O ATUAL CENÁRIO DO ABANDONO NO BRASIL

Para muitas pessoas, os animais são apenas para segurança e serviços. Já para outras, animais são muito mais que simples companhias. Segundo pesquisas realizadas pelo IBGE instituto aponta que 44,3% dos domicílios do Brasil possuem pelo menos um cachorro, o equivalente a 28,9 milhões de unidades domiciliares. Em relação à presença de gatos, 17,7% dos domicílios possuem pelo menos um, o equivalente a 11,5 milhões de unidades domiciliares.
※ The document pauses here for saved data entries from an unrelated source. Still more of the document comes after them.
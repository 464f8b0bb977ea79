//! Immutable request configuration
//!
//! A [`RequestConfig`] is produced once by the converter (or assembled through
//! [`RequestConfigBuilder`]) and never changes afterwards. Share it behind an
//! `Arc`; derive a variant with [`RequestConfig::to_builder`], which clones
//! every sub-structure.

mod body;
mod policy;
mod proxy;
mod tls;

use std::fmt;
use std::path::PathBuf;
use std::time::Duration;

use bytes::Bytes;
use url::Url;

use crate::redact::{is_sensitive_header, Secret, REDACTED};

pub use body::{
    DataKind, DataPart, FormField, FormKind, FormValue, RequestBody, StreamingBody, UploadSource,
    UploadStream,
};
pub use policy::{
    CookieOptions, HttpVersionPref, OutputOptions, RedirectPolicy, RetryPolicy, Timeouts,
    DEFAULT_MAX_REDIRECTS, DEFAULT_RETRYABLE_STATUS, DEFAULT_RETRY_DELAY, MAX_RETRY_DELAY,
};
pub use proxy::BypassList;
pub use tls::{Fingerprint, TlsOptions, TlsVersion};

// ============================================================================
// HEADERS
// ============================================================================

/// One `-H` argument.
///
/// `Name: value` sets a header, `Name:` suppresses a header the client would
/// add on its own, and `Name;` sends the header with an empty value.
#[derive(Clone, PartialEq, Eq, Hash)]
pub struct Header {
    name: String,
    value: Option<String>,
}

impl Header {
    pub fn new(name: impl Into<String>, value: impl Into<String>) -> Self {
        Self {
            name: name.into(),
            value: Some(value.into()),
        }
    }

    pub fn suppress(name: impl Into<String>) -> Self {
        Self {
            name: name.into(),
            value: None,
        }
    }

    /// Parse a header argument. The error never contains the value.
    pub fn parse(line: &str) -> Result<Self, &'static str> {
        if let Some((name, value)) = line.split_once(':') {
            if name.is_empty() {
                return Err("empty header name");
            }
            let value = value.trim();
            if value.is_empty() {
                Ok(Self::suppress(name))
            } else {
                Ok(Self::new(name, value))
            }
        } else if let Some(name) = line.strip_suffix(';') {
            if name.is_empty() {
                return Err("empty header name");
            }
            Ok(Self::new(name, ""))
        } else {
            Err("expected 'Name: value'")
        }
    }

    pub fn name(&self) -> &str {
        &self.name
    }

    /// `None` for a suppressed header.
    pub fn value(&self) -> Option<&str> {
        self.value.as_deref()
    }

    pub fn is_named(&self, name: &str) -> bool {
        self.name.eq_ignore_ascii_case(name)
    }

    /// The `-H` argument that reproduces this header.
    pub fn to_arg(&self) -> String {
        match self.value.as_deref() {
            None => format!("{}:", self.name),
            Some("") => format!("{};", self.name),
            Some(value) => format!("{}: {}", self.name, value),
        }
    }

    /// Serialized `Name: value` length, as checked by validation.
    pub fn line_len(&self) -> usize {
        self.name.len() + 2 + self.value.as_deref().map_or(0, str::len)
    }
}

impl fmt::Debug for Header {
    fn fmt(&self, f: &mut fmt::Formatter<'_>) -> fmt::Result {
        let value = match &self.value {
            Some(_) if is_sensitive_header(&self.name) => Some(REDACTED),
            other => other.as_deref(),
        };
        f.debug_struct("Header")
            .field("name", &self.name)
            .field("value", &value)
            .finish()
    }
}

// ============================================================================
// QUERY AND CREDENTIALS
// ============================================================================

/// One `--url-query` argument, encoded when the URL is built.
#[derive(Debug, Clone, PartialEq, Eq, Hash)]
pub struct QueryParam {
    raw: String,
}

impl QueryParam {
    pub fn new(raw: impl Into<String>) -> Self {
        Self { raw: raw.into() }
    }

    pub fn raw(&self) -> &str {
        &self.raw
    }

    /// `+text` is appended verbatim; `name=value`, `=value` and `value` are
    /// percent-encoded the way `--data-urlencode` encodes them.
    pub fn encoded(&self) -> String {
        if let Some(verbatim) = self.raw.strip_prefix('+') {
            return verbatim.to_string();
        }
        match self.raw.split_once('=') {
            Some(("", value)) => encode_component(value.as_bytes()),
            Some((name, value)) => format!("{}={}", name, encode_component(value.as_bytes())),
            None => encode_component(self.raw.as_bytes()),
        }
    }
}

/// `application/x-www-form-urlencoded` encoding of one component.
pub fn encode_component(bytes: &[u8]) -> String {
    url::form_urlencoded::byte_serialize(bytes).collect()
}

#[derive(Debug, Clone, PartialEq, Eq)]
pub struct BasicAuth {
    pub user: String,
    pub password: Option<Secret>,
}

#[derive(Debug, Clone, Default, PartialEq, Eq)]
pub struct Credentials {
    pub basic: Option<BasicAuth>,
    pub bearer: Option<Secret>,
}

impl Credentials {
    pub fn is_empty(&self) -> bool {
        self.basic.is_none() && self.bearer.is_none()
    }
}
impl Executor {
    pub fn new() -> Self {
        Self::default()
    }

    pub fn builder() -> ExecutorBuilder {
        ExecutorBuilder::default()
    }

    pub fn limits(&self) -> &Limits {
        &self.limits
    }

    /// Cookies received so far, shared by every call on this executor.
    pub fn cookie_jar(&self) -> &Arc<Jar> {
        &self.jar
    }

    /// Run one request to completion.
    #[instrument(
        name = "execute",
        skip_all,
        fields(method = %config.method(), url = %sanitize_url(config.url()))
    )]
    pub async fn execute(&self, config: &RequestConfig, cancel: &Cancellation) -> Result<Response> {
        validate_with(config, &self.limits)?;

        let deadline = resolve(cancel, config.timeouts().total());
        let mut cx = ExecutionContext {
            deadline: &deadline,
            attempts: 0,
            redirects: 0,
            cookies: Vec::new(),
        };
        match deadline.guard(self.run(config, &mut cx)).await {
            Ok(result) => result,
            Err(err) => Err(err.into()),
        }
    }

    async fn run(&self, config: &RequestConfig, cx: &mut ExecutionContext<'_>) -> Result<Response> {
        let mut prepared = prepare(
            config,
            self.loader.as_ref(),
            &self.limits,
            self.user_agent.as_deref(),
        )
        .await?;
        self.load_cookie_files(config).await?;

        let mut method = prepared.method.clone();
        let mut url = prepared.url.clone();
        let mut headers = prepared.headers.clone();
        let mut body = std::mem::replace(&mut prepared.body, PreparedBody::Empty);
        let mut visited = HashSet::from([format!("{method} {url}")]);
        let max_hops = config.redirect().max_hops();

        loop {
            let transport = self.transport_for(&prepared, config, &url)?;
            let hop_headers = self.with_jar_cookies(&headers, &url);
            debug!(
                method = %method,
                url = %sanitize(&url),
                headers = ?redact_headers(&hop_headers),
                "outbound request"
            );

            let mut controller =
                RetryController::new(config.retry().clone(), body.is_replayable(), sanitize(&url));
            let response = controller
                .run(cx.deadline, |_| {
                    let request = OutboundRequest {
                        method: method.clone(),
                        url: url.clone(),
                        headers: hop_headers.clone(),
                        body: body.next_outbound(),
                    };
                    let transport = Arc::clone(&transport);
                    async move { transport.send(request).await }
                })
                .await?;
            cx.attempts += controller.attempts();
            self.store_cookies(&response.headers, &url, &mut cx.cookies);

            let location = redirect_target(config, response.status, &response.headers, &url)?;
            let Some(next) = location else {
                let body = read_capped(
                    response.body,
                    &response.headers,
                    config.max_response_bytes().or(self.max_response_bytes),
                )
                .await
                .map_err(|err| with_url(err, &url))?;
                debug!(
                    status = response.status.as_u16(),
                    bytes = body.len() as u64,
                    attempts = cx.attempts,
                    redirects = cx.redirects,
                    "request complete"
                );
                return Ok(Response {
                    status: response.status,
                    version: response.version,
                    headers: response.headers,
                    url: response.url,
                    body,
                    attempts: cx.attempts,
                    redirects: cx.redirects,
                    cookies: std::mem::take(&mut cx.cookies),
                });
            };

            if cx.redirects >= max_hops {
                return Err(ExecutionError::RedirectLoopExceeded {
                    max: max_hops,
                    url: sanitize(&next),
                }
                .into());
            }

            if rewrites_to_get(response.status, &method) {
                method = Method::GET;
                body = PreparedBody::Empty;
                headers.remove(CONTENT_TYPE);
                headers.remove(CONTENT_LENGTH);
            } else if !body.is_replayable() {
                return Err(ExecutionError::Resource {
                    what: "request body".to_string(),
                    reason: format!(
                        "a streamed body cannot be resent to {}",
                        sanitize(&next)
                    ),
                }
                .into());
            }

            if !visited.insert(format!("{method} {next}")) {
                return Err(ExecutionError::RedirectLoopExceeded {
                    max: max_hops,
                    url: sanitize(&next),
                }
                .into());
            }

            if !same_origin_host(&url, &next) && !config.redirect().trusted {
                headers.remove(AUTHORIZATION);
                headers.remove(COOKIE);
            }
            cx.redirects += 1;
            debug!(
                hop = cx.redirects,
                status = response.status.as_u16(),
                location = %sanitize(&next),
                "following redirect"
            );
            url = next;
        }
    }

    fn transport_for(
        &self,
        prepared: &Prepared,
        config: &RequestConfig,
        url: &Url,
    ) -> std::result::Result<Arc<dyn Transport>, ExecutionError> {
        if let Some(transport) = &self.transport {
            return Ok(Arc::clone(transport));
        }

        let host = url.host_str().unwrap_or_default();
        let mut settings = prepared.settings.clone();
        settings.proxy = config.proxy_for(host).cloned();
        debug!(host, proxied = settings.proxy.is_some(), "selected transport");

        let transport = match self.clients.entry(settings) {
            Entry::Occupied(entry) => Arc::clone(entry.get()),
            Entry::Vacant(entry) => {
                let transport = Arc::new(ReqwestTransport::new(
                    entry.key().clone(),
                    &prepared.material,
                )?);
                entry.insert(Arc::clone(&transport));
                transport
            }
        };
        Ok(transport)
    }

    async fn load_cookie_files(&self, config: &RequestConfig) -> Result<()> {
        for path in &config.cookies().files {
            let contents = self.loader.read(path).await.map_err(|e| ExecutionError::Resource {
                what: format!("cookie file '{}'", path.display()),
                reason: e.to_string(),
            })?;
            let records = cookies::parse_netscape(&String::from_utf8_lossy(&contents));
            let loaded = cookies::load_into(&self.jar, &records);
            debug!(path = %path.display(), loaded, "loaded cookie file");
        }
        Ok(())
    }

    /// Flag-supplied cookies first, then matching jar cookies.
    fn with_jar_cookies(&self, headers: &HeaderMap, url: &Url) -> HeaderMap {
        let mut headers = headers.clone();
        let Some(stored) = self.jar.cookies(url) else {
            return headers;
        };
        let merged = match headers.get(COOKIE) {
            Some(existing) => {
                let mut joined = existing.as_bytes().to_vec();
                joined.extend_from_slice(b"; ");
                joined.extend_from_slice(stored.as_bytes());
                HeaderValue::from_bytes(&joined).unwrap_or(stored)
            }
            None => stored,
        };
        headers.insert(COOKIE, merged);
        headers
    }

    fn store_cookies(&self, headers: &HeaderMap, url: &Url, seen: &mut Vec<CookieRecord>) {
        let mut values = headers.get_all(SET_COOKIE).iter().peekable();
        if values.peek().is_none() {
            return;
        }
        seen.extend(
            headers
                .get_all(SET_COOKIE)
                .iter()
                .filter_map(|v| v.to_str().ok())
                .filter_map(|v| CookieRecord::from_set_cookie(v, url)),
        );
        self.jar.set_cookies(&mut values, url);
    }
}
//! Shared test harness: recording fakes for the three peripheral
//! collaborators, so ordering and register contents can be asserted
//! without hardware.

// Each test binary uses a different slice of the harness.
#![allow(dead_code)]

use std::cell::RefCell;
use std::rc::Rc;

use funcgen_firmware::hal::dac::{Converter, ConverterChannel, ConverterConfig};
use funcgen_firmware::hal::dma::TransferEngine;
use funcgen_firmware::hal::timer::{PaceTimer, TimerConfig, UpdateCallback};

/// One observed call against the playback chain
#[derive(Debug, Clone, Copy, PartialEq, Eq)]
pub enum ChainOp {
    TimerDisable,
    EngineDisable,
    ConverterDisable,
    ConverterConfigure,
    EngineConfigure,
    TimerConfigure,
    ConverterEnable,
    EngineEnable,
    TimerEnable,
}

/// Everything the fakes observed, shared by the three of them
#[derive(Debug, Default)]
pub struct ChainLog {
    pub ops: Vec<ChainOp>,
    pub converter_config: Option<ConverterConfig>,
    pub engine_source: Vec<u16>,
    pub engine_destination: Option<usize>,
    pub engine_circular: Option<bool>,
    pub timer_config: Option<TimerConfig>,
}

pub type SharedLog = Rc<RefCell<ChainLog>>;

pub struct FakeConverter {
    log: SharedLog,
    register: Box<u16>,
}

impl Converter for FakeConverter {
    fn configure(&mut self, config: ConverterConfig) {
        let mut log = self.log.borrow_mut();
        log.ops.push(ChainOp::ConverterConfigure);
        log.converter_config = Some(config);
    }

    fn enable(&mut self) {
        self.log.borrow_mut().ops.push(ChainOp::ConverterEnable);
    }

    fn disable(&mut self) {
        self.log.borrow_mut().ops.push(ChainOp::ConverterDisable);
    }

    fn channel(&self) -> ConverterChannel {
        ConverterChannel::One
    }

    fn data_register(&self) -> *mut u16 {
        std::ptr::addr_of!(*self.register).cast_mut()
    }
}

pub struct FakeEngine {
    log: SharedLog,
}

impl TransferEngine for FakeEngine {
    fn configure(&mut self, source: &[u16], destination: *mut u16, circular: bool) {
        let mut log = self.log.borrow_mut();
        log.ops.push(ChainOp::EngineConfigure);
        log.engine_source = source.to_vec();
        log.engine_destination = Some(destination as usize);
        log.engine_circular = Some(circular);
    }

    fn enable(&mut self) {
        self.log.borrow_mut().ops.push(ChainOp::EngineEnable);
    }

    fn disable(&mut self) {
        self.log.borrow_mut().ops.push(ChainOp::EngineDisable);
    }
}

pub struct FakeTimer {
    log: SharedLog,
}

impl PaceTimer for FakeTimer {
    fn configure(&mut self, config: TimerConfig) {
        let mut log = self.log.borrow_mut();
        log.ops.push(ChainOp::TimerConfigure);
        log.timer_config = Some(config);
    }

    fn enable(&mut self) {
        self.log.borrow_mut().ops.push(ChainOp::TimerEnable);
    }

    fn disable(&mut self) {
        self.log.borrow_mut().ops.push(ChainOp::TimerDisable);
    }

    fn on_update_event(&mut self, _callback: Option<UpdateCallback>) {}
}

/// Build the three fakes around one shared log
pub fn recording_chain() -> (SharedLog, FakeConverter, FakeEngine, FakeTimer) {
    let log: SharedLog = Rc::new(RefCell::new(ChainLog::default()));
    (
        Rc::clone(&log),
        FakeConverter {
            log: Rc::clone(&log),
            register: Box::new(0),
        },
        FakeEngine {
            log: Rc::clone(&log),
        },
        FakeTimer { log },
    )
}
Os dados se referem a 2013.

Ao pensarmos em números de animais em casa, devemos pensar...e nas ruas?

A Organização Mundial da Saúde estima que só no Brasil existam mais de 30 milhões de animais abandonados, entre 10 milhões de gatos e 20 milhões de cães.

A situação dos animais de rua no Brasil está cada vez mais delicada, e representa hoje um problema de saúde pública. Cães e gatos sujos, magros, famintos e doentes, muitas vezes invisíveis aos olhos da sociedade, reviram o lixo atrás de comida, transmitem doenças, vivem no relento sob o sol forte ou o frio intenso. São maltratados e rejeitados até que finalmente são recolhidos e encaminhados aos Centros de Controle de Zoonoses (CCZs), onde são, na maioria das vezes, sacrificados.

Cerca de 40% dos donos de cães e gatos no Brasil não castram seus animais. Esse é um dos comportamentos do brasileiro que levam à proliferação descuidada desses animais, a seu consequente abandono, vulnerabilidade a maus-tratos e sofrimento desnecessário.

Muitas pessoas abandonam seus animais por motivos como: mudança, alergias, aumento da família (bebês), falta de tempo, entre outras justificativas. O Brasil não tem leis efetivas para defender os animais, principalmente em casos de maus-tratos e abandono. Enquanto não avançamos neste aspecto, cabe a protetores independentes e ONGs o trabalho de minimizar a questão. Muito ainda precisa ser feito, em especial a conscientização da população sobre a importância da castração e a quebra de tabus.